Below are the records; copy each line in them that holds the word "variable".

Excerpts from a dataset
'''

//! Typed conversion of raw string values.
//!
//! Responsibilities:
//! - Convert one raw string into a number, boolean, or JSON value.
//!
//! Does NOT handle:
//! - Defaults, strictness, or error construction: a failed conversion is
//!   `None`, and the engine attaches the key, expected type, and raw
//!   text when it surfaces the failure.

use serde::de::DeserializeOwned;

use crate::constants::{FALSY_VALUES, TRUTHY_VALUES};

/// Parse a finite numeric literal. `NaN` and infinities are rejected.
pub fn parse_number(raw: &str) -> Option<f64> {
    raw.parse::<f64>().ok().filter(|n| n.is_finite())
}

/// Parse a boolean spelling, case-insensitively: `true`, `1`, `yes`,
/// `on` are true; `false`, `0`, `no`, `off` are false.
pub fn parse_bool(raw: &str) -> Option<bool> {
    let lowered = raw.to_ascii_lowercase();
    if TRUTHY_VALUES.contains(&lowered.as_str()) {
        Some(true)
    } else if FALSY_VALUES.contains(&lowered.as_str()) {
        Some(false)
    } else {
        None
    }
}

/// Parse a JSON literal (object, array, or scalar) into any
/// deserializable shape. The parse is the only check; the caller owns
/// any expectation about the resulting structure.
pub fn parse_json<T: DeserializeOwned>(raw: &str) -> Option<T> {
    serde_json::from_str(raw).ok()
}
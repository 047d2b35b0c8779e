//! Effective scope resolution.
//!
//! Precedence, highest to lowest:
//! 1. A scope supplied with the call.
//! 2. The engine's scope override, if set.
//! 3. The ambient scope environment variable, if non-empty.
//! 4. The configured default scope.
//!
//! Exactly one branch applies per call; resolution cannot fail. An empty
//! or whitespace-only ambient variable counts as absent.

use super::env::env_var_or_none;
use super::settings::EngineSettings;

/// Resolve the effective scope for a single call. `None` is the root
/// scope.
pub(super) fn effective_scope(
    settings: &EngineSettings,
    call_scope: Option<&str>,
    override_scope: Option<&str>,
) -> Option<String> {
    if let Some(scope) = call_scope {
        return Some(scope.to_string());
    }
    if let Some(scope) = override_scope {
        return Some(scope.to_string());
    }
    if let Some(scope) = env_var_or_none(settings.scope_env_var()) {
        return Some(scope);
    }
    settings.default_scope().map(str::to_string)
}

'''

-- SOLUTION TO THIS EXERCISE --
//! 3. The ambient scope environment variable, if non-empty.
//! or whitespace-only ambient variable counts as absent.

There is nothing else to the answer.